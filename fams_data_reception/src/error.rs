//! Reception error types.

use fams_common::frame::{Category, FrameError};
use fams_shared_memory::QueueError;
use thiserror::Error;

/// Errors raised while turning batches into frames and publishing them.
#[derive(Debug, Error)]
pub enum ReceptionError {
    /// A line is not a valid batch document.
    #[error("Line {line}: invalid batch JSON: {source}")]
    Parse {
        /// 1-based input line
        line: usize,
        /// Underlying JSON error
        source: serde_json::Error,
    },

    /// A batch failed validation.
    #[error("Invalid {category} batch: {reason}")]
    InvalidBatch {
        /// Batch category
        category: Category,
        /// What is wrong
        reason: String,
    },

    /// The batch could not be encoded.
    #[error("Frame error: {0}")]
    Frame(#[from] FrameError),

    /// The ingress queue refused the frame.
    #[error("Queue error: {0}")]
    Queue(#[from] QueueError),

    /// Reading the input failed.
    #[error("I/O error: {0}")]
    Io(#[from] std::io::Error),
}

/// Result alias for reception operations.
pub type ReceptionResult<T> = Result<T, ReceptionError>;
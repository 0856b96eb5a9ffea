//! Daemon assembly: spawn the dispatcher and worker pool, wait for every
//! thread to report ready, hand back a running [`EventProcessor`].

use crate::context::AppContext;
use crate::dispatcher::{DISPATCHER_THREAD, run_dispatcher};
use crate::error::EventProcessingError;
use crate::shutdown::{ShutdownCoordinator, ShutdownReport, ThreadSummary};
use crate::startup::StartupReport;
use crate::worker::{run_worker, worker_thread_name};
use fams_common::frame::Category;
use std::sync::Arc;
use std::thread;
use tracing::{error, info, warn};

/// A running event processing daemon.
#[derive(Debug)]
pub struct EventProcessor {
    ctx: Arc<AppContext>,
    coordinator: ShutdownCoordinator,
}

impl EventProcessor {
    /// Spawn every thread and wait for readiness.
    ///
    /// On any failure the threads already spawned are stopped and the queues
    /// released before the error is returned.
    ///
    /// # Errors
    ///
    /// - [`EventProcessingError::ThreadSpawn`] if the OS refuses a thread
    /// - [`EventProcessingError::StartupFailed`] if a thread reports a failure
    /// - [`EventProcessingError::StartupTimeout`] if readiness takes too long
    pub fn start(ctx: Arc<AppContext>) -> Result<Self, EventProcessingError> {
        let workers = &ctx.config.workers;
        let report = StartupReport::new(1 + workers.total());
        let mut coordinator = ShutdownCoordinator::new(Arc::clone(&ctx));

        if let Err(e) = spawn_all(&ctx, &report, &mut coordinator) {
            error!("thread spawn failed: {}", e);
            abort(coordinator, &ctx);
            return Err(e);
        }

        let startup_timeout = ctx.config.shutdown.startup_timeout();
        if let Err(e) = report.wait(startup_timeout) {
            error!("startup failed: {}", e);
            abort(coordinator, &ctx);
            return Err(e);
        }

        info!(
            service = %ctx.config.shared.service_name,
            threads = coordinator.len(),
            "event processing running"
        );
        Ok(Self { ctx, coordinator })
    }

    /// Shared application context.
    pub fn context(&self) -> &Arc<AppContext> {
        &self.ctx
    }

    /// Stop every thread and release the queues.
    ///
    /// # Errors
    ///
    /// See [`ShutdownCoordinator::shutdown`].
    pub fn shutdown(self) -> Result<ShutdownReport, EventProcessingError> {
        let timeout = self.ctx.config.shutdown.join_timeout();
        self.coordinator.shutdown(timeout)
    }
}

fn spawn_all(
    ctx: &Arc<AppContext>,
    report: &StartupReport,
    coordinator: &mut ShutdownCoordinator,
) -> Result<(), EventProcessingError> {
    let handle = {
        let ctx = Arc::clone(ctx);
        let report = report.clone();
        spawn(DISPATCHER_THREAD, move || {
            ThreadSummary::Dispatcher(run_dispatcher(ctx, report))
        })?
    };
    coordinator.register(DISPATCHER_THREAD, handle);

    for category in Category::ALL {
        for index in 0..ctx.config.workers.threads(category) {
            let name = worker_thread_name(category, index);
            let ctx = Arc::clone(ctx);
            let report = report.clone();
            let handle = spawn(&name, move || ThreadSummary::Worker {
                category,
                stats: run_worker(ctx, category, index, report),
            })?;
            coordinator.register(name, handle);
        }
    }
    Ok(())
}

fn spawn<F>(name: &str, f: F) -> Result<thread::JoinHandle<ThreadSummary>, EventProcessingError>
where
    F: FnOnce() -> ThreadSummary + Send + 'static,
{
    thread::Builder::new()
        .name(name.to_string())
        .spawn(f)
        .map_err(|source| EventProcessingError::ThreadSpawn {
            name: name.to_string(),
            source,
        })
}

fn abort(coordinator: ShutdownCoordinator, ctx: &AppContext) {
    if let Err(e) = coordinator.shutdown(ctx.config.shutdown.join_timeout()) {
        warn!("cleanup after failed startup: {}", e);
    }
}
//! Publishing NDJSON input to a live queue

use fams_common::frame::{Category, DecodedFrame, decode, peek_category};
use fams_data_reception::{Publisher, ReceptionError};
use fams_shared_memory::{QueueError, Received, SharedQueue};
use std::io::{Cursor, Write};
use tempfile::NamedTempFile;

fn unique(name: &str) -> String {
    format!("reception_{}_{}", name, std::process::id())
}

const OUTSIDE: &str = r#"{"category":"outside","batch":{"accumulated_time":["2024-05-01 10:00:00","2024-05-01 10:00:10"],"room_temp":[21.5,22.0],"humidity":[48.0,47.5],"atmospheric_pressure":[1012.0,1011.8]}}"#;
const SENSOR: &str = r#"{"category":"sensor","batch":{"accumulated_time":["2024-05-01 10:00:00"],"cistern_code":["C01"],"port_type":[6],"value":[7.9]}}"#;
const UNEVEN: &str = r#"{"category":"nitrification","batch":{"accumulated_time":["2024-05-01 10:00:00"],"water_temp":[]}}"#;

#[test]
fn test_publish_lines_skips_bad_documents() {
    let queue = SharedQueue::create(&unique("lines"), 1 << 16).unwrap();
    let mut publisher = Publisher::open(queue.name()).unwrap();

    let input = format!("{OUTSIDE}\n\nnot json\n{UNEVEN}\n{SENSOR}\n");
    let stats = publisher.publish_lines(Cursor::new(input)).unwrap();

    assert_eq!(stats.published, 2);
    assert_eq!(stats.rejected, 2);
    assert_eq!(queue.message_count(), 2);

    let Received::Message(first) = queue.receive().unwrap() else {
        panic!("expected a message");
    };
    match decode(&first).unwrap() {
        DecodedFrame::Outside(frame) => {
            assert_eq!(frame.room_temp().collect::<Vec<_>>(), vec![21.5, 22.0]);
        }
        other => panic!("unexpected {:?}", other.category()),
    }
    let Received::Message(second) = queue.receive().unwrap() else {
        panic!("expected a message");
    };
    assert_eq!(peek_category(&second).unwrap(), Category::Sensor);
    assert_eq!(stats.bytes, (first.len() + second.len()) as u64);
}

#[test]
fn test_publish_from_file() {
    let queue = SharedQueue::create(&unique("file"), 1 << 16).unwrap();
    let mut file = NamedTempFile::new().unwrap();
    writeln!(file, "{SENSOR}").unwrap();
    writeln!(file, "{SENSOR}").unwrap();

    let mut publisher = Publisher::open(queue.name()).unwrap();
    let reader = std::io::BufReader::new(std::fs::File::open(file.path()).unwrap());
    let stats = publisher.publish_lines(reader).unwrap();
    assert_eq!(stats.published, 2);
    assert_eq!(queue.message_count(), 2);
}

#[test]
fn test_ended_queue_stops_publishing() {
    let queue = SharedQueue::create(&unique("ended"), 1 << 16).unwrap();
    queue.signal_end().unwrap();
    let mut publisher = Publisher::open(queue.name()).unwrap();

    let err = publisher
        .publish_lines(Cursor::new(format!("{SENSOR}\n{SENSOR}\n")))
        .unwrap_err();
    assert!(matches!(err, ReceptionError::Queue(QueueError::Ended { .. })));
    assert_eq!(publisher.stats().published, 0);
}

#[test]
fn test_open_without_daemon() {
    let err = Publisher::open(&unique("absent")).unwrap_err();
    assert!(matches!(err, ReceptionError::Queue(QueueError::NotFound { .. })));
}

* * *

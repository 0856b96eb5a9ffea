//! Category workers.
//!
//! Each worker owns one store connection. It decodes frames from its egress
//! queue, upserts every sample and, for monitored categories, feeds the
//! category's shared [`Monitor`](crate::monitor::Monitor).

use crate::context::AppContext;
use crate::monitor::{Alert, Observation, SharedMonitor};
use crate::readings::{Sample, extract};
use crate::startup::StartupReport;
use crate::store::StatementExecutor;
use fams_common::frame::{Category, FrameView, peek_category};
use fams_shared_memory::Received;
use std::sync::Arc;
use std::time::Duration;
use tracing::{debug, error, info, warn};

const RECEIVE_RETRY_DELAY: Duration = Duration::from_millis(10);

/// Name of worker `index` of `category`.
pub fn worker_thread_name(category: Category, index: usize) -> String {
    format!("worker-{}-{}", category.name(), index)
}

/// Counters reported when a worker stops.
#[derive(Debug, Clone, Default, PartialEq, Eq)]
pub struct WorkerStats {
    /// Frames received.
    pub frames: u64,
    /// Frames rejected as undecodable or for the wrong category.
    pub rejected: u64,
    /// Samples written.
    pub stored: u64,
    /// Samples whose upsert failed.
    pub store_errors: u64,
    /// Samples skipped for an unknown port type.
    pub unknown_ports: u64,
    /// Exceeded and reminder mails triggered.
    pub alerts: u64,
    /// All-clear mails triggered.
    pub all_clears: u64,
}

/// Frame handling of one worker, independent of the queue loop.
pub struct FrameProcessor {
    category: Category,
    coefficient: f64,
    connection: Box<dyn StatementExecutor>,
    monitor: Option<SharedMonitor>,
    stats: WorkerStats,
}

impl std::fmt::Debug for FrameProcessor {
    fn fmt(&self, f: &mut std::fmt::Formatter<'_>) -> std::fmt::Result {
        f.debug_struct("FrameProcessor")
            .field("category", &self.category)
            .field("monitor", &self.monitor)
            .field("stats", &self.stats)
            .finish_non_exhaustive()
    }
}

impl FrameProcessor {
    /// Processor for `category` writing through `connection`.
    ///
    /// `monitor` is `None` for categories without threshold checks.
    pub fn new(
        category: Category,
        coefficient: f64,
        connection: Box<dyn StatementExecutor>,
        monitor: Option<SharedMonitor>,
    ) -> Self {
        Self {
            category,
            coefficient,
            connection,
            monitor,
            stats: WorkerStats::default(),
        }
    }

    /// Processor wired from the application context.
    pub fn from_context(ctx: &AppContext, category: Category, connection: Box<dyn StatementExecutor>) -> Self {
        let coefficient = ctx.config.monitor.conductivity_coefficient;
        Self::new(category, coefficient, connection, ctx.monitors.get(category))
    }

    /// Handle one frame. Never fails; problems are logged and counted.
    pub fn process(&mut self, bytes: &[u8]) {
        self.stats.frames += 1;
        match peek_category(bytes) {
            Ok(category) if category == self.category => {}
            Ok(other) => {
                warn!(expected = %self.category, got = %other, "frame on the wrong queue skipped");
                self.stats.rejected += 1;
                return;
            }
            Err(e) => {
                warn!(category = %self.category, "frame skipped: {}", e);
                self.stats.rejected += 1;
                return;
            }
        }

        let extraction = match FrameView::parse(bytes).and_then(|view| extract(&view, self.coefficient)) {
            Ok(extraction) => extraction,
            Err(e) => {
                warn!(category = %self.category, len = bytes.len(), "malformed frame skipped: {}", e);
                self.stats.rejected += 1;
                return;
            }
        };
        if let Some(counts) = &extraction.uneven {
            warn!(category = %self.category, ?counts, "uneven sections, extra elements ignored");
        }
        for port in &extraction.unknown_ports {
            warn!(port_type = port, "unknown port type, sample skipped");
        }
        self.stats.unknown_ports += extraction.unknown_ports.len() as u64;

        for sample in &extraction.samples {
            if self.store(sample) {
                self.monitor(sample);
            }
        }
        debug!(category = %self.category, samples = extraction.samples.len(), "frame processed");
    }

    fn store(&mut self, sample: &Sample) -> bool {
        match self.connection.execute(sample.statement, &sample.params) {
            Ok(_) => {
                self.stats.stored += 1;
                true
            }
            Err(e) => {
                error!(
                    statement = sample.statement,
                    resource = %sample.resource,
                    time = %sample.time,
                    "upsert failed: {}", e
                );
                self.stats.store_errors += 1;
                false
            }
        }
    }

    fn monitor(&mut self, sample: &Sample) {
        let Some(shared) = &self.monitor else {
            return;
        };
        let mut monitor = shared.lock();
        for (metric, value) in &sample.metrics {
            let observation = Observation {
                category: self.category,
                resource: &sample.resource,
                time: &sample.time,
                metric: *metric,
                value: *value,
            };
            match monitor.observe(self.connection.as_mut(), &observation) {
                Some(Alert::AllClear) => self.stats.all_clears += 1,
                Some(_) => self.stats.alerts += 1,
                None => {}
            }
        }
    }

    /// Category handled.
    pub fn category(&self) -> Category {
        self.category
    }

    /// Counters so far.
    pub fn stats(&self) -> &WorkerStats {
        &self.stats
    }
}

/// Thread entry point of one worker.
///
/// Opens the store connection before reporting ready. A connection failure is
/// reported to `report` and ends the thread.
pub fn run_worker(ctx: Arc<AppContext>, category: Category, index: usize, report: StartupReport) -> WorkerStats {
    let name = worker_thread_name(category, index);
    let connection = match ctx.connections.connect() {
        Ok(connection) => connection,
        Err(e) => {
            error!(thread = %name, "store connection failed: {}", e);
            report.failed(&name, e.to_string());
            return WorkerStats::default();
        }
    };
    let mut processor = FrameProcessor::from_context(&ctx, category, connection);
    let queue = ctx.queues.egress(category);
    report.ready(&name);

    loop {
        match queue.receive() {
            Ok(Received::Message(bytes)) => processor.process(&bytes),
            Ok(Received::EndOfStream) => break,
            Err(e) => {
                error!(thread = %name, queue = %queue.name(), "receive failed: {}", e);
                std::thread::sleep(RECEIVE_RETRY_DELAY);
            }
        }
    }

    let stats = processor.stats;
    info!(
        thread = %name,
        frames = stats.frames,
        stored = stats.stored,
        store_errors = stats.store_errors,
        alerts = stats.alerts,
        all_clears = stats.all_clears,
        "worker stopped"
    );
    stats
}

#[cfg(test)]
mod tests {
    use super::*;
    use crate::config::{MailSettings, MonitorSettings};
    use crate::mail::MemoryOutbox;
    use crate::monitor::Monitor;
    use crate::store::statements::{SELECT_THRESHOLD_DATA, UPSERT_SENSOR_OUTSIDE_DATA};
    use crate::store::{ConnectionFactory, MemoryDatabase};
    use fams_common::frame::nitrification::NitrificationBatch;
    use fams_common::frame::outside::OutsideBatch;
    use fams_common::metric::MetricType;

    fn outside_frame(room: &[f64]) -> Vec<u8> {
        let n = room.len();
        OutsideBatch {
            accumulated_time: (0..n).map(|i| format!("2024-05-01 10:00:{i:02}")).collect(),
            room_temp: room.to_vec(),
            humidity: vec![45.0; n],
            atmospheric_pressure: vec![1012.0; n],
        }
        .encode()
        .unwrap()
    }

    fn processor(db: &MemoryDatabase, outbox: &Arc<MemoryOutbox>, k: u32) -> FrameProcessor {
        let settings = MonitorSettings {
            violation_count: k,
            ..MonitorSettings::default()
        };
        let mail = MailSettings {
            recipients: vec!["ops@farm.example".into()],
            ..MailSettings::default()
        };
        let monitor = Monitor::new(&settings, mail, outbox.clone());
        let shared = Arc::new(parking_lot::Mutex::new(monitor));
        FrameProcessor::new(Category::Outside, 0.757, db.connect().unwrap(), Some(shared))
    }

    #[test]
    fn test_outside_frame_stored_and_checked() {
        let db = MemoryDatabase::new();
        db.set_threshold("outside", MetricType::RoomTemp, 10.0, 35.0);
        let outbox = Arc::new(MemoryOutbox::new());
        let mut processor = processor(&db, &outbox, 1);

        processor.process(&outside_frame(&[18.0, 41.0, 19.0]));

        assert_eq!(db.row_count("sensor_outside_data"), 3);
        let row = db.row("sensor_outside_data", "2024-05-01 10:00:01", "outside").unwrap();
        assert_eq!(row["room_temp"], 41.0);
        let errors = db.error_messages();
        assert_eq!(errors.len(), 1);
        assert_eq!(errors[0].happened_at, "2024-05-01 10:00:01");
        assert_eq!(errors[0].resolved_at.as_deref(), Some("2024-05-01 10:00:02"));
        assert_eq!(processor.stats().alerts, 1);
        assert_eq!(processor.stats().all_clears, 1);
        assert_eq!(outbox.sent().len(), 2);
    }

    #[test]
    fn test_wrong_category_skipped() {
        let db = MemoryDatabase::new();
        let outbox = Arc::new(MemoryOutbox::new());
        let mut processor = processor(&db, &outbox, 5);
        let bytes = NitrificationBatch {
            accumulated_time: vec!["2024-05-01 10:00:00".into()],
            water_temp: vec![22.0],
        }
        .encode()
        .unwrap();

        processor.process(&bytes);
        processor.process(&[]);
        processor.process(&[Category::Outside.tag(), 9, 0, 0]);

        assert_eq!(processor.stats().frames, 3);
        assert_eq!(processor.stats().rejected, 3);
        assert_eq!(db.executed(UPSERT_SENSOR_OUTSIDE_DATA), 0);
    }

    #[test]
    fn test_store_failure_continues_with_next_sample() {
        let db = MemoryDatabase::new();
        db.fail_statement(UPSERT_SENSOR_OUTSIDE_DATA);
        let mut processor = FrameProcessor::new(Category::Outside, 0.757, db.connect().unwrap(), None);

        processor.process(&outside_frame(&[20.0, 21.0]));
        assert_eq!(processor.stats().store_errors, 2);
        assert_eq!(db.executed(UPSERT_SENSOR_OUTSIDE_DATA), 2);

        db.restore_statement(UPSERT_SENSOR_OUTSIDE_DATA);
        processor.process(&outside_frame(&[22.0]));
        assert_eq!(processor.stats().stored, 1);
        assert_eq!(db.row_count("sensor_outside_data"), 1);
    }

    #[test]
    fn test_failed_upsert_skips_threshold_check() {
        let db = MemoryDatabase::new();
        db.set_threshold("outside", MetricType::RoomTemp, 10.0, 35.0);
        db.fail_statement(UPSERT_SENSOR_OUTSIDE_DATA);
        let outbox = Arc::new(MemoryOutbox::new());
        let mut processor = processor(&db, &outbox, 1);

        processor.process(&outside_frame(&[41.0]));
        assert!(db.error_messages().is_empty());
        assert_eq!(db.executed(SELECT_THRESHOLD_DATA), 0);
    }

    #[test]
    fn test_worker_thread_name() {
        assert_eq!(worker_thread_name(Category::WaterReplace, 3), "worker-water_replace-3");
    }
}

Work required ▸
Scan the data above and copy every line with "SharedQueue" in it.

Exercise solution ▸
use fams_shared_memory::{QueueError, Received, SharedQueue};
    let queue = SharedQueue::create(&unique("lines"), 1 << 16).unwrap();
    let queue = SharedQueue::create(&unique("file"), 1 << 16).unwrap();
    let queue = SharedQueue::create(&unique("ended"), 1 << 16).unwrap();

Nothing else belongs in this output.